** Opening Dataset content block **

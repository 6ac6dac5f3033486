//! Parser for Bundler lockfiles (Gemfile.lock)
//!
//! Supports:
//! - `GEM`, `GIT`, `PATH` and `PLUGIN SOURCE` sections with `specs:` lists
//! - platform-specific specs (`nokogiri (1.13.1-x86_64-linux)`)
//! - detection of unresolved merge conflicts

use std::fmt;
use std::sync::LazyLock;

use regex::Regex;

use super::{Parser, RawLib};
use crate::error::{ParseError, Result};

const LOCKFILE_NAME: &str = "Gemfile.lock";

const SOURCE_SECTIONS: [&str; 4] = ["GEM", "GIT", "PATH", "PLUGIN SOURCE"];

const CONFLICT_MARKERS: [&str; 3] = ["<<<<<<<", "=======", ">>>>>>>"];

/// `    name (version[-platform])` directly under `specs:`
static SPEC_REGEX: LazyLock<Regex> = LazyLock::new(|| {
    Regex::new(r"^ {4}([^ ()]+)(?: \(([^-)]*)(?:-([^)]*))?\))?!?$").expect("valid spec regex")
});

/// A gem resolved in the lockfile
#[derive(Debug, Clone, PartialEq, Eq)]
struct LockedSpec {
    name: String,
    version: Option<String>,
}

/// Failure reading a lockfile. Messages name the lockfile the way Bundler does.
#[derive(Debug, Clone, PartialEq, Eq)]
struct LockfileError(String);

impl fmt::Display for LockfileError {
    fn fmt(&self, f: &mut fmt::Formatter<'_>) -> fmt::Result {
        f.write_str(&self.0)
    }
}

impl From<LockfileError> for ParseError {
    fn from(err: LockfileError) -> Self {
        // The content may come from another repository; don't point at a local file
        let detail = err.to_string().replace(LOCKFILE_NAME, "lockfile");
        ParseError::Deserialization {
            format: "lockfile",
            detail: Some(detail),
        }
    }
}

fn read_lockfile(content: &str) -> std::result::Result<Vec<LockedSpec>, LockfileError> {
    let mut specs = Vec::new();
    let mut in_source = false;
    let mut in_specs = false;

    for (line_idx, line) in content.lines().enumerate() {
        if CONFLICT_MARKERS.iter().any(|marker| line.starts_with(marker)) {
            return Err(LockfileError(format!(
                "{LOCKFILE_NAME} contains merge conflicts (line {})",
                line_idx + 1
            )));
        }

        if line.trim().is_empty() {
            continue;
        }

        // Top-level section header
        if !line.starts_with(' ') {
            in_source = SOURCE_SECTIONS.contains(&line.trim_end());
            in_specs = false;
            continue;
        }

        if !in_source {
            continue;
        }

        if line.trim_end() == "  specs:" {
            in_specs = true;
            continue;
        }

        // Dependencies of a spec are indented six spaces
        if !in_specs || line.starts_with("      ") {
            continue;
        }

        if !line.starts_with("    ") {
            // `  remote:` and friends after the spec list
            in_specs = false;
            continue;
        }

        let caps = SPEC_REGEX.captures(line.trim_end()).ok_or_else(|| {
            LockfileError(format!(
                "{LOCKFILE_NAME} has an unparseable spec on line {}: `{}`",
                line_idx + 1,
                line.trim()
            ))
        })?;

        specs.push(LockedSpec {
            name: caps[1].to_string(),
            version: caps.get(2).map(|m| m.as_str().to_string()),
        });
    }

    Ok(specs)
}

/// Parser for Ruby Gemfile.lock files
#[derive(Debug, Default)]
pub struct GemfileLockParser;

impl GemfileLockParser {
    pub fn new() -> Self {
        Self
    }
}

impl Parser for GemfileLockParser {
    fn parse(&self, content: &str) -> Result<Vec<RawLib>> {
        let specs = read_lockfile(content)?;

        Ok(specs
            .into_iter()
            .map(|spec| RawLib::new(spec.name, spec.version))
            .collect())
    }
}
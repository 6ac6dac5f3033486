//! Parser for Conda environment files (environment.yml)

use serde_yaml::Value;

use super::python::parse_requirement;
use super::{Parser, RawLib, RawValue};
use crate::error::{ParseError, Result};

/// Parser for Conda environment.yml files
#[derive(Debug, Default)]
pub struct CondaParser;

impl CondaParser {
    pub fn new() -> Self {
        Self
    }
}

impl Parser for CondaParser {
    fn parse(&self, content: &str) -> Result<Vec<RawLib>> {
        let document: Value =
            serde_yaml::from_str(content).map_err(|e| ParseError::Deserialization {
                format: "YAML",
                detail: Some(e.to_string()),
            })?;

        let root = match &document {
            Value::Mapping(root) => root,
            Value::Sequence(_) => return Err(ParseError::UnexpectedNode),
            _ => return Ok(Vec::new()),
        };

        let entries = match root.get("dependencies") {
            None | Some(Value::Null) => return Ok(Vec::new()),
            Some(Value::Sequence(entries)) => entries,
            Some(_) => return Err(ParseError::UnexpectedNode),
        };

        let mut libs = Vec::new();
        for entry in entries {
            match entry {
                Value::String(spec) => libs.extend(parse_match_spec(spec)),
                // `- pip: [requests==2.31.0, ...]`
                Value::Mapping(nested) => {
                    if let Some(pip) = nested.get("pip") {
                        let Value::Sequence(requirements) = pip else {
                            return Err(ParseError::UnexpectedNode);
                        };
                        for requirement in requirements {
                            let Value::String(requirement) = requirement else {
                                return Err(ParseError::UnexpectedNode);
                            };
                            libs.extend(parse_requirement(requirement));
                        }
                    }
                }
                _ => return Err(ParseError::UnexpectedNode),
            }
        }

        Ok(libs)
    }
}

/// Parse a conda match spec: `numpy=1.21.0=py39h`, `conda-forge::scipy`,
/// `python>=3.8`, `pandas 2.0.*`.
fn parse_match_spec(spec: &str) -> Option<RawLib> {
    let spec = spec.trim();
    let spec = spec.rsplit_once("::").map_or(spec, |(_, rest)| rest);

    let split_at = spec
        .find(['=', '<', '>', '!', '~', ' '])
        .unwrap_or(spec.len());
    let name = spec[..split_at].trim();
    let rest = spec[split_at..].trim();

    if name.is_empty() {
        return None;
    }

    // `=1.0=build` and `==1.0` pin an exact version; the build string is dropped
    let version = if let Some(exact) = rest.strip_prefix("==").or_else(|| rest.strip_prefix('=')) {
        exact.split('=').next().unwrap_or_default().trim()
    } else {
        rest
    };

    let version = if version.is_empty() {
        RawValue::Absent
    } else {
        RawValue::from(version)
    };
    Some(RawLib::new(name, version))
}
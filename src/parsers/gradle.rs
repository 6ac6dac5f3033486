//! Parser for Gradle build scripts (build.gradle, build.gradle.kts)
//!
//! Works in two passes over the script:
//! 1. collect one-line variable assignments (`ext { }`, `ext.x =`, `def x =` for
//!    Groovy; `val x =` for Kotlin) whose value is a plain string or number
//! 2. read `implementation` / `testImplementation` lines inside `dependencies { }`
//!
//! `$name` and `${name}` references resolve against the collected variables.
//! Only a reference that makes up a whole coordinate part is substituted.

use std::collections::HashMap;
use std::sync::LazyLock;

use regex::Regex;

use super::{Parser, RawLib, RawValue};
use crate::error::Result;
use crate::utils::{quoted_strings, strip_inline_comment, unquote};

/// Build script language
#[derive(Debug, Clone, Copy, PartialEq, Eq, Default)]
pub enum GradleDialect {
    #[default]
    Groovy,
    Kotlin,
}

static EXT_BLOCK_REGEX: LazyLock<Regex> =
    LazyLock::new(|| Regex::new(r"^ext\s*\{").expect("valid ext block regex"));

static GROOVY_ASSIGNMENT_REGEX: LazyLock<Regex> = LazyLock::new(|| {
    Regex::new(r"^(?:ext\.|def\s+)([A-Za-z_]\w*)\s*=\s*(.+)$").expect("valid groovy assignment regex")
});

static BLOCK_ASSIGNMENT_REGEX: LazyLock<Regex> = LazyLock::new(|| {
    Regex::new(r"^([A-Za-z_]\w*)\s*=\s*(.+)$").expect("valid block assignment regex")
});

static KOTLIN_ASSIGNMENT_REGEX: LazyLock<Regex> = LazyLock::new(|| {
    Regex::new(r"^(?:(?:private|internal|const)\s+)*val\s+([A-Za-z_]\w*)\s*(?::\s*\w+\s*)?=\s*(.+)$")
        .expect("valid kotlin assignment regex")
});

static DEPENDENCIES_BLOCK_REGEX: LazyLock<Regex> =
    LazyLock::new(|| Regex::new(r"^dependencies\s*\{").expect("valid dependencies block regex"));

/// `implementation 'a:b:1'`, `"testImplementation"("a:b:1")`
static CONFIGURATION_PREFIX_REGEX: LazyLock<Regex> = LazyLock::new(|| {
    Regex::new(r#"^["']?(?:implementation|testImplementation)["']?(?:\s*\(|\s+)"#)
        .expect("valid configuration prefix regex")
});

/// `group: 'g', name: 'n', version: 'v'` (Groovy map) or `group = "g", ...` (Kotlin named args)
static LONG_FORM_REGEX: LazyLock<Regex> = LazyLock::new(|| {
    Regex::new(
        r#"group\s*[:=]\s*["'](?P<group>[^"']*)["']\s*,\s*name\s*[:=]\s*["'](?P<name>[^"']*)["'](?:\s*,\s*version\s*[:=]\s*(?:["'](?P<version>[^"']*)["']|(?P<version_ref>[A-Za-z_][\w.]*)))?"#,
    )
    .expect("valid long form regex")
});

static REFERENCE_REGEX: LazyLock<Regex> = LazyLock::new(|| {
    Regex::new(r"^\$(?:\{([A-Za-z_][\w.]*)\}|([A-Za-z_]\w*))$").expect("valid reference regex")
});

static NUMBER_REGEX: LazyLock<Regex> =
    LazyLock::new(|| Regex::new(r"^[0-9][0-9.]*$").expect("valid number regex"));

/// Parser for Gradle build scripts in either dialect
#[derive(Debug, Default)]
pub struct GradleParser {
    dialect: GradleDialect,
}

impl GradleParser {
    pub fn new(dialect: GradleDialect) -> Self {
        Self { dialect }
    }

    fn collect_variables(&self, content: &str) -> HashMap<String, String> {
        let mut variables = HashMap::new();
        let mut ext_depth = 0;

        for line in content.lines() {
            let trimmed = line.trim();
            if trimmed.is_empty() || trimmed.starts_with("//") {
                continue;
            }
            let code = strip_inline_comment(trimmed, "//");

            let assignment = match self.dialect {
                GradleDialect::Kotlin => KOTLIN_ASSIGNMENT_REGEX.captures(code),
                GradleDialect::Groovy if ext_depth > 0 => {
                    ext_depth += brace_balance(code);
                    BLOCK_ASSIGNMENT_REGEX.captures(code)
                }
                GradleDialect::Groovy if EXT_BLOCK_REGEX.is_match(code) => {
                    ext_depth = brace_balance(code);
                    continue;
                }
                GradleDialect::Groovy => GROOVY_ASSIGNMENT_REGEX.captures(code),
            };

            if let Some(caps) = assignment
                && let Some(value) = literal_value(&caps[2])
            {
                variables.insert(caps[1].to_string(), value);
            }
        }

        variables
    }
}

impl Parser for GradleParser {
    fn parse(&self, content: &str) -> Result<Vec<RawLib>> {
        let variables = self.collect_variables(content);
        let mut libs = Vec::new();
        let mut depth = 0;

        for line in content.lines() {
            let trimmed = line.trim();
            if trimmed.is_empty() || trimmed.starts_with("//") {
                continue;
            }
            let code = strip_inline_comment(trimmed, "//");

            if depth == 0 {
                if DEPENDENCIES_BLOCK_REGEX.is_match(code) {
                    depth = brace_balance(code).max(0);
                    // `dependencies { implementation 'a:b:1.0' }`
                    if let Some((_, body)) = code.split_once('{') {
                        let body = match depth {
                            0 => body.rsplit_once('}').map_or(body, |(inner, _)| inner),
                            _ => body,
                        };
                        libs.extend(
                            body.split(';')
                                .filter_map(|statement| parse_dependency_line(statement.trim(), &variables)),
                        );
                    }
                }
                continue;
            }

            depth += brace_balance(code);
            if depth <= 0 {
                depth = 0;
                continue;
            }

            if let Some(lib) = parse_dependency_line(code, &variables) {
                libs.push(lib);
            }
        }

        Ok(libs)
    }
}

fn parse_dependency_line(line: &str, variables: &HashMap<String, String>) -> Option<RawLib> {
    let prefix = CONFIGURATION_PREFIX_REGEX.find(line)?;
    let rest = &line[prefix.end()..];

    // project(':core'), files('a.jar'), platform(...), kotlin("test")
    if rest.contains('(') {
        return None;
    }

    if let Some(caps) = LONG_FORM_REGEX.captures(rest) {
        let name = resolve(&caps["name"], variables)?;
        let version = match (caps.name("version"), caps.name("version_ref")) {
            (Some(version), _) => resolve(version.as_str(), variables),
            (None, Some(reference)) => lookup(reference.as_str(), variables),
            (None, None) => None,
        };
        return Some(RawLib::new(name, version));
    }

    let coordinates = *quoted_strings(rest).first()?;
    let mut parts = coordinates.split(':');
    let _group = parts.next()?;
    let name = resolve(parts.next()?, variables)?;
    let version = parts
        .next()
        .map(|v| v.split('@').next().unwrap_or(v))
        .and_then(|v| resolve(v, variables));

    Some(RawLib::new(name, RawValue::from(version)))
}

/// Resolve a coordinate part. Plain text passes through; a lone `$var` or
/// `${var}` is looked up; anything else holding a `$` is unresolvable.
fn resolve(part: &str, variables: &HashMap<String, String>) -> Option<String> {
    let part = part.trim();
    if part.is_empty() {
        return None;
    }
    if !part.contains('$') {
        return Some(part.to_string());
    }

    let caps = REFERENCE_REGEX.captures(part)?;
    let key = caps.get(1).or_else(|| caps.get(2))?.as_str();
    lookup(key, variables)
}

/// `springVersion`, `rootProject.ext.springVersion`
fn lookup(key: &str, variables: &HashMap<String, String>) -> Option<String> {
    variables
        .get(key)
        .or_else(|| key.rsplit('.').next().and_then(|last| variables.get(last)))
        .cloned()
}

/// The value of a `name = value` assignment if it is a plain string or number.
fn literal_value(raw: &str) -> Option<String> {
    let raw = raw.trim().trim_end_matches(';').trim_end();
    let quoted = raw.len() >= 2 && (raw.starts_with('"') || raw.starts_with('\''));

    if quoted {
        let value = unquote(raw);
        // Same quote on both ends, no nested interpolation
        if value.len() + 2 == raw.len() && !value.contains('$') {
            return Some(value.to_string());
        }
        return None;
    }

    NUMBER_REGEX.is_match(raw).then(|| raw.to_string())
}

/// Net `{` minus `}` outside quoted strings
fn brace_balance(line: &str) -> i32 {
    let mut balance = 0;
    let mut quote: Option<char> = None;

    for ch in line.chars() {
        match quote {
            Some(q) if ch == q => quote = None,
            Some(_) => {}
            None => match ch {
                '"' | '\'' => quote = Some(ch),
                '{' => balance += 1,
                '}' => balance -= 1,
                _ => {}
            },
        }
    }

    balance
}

** Closing Dataset content block **

What the task requires> Among the records above, determine how many lines contain "exact", then report the number only.

Solution to the problem> 3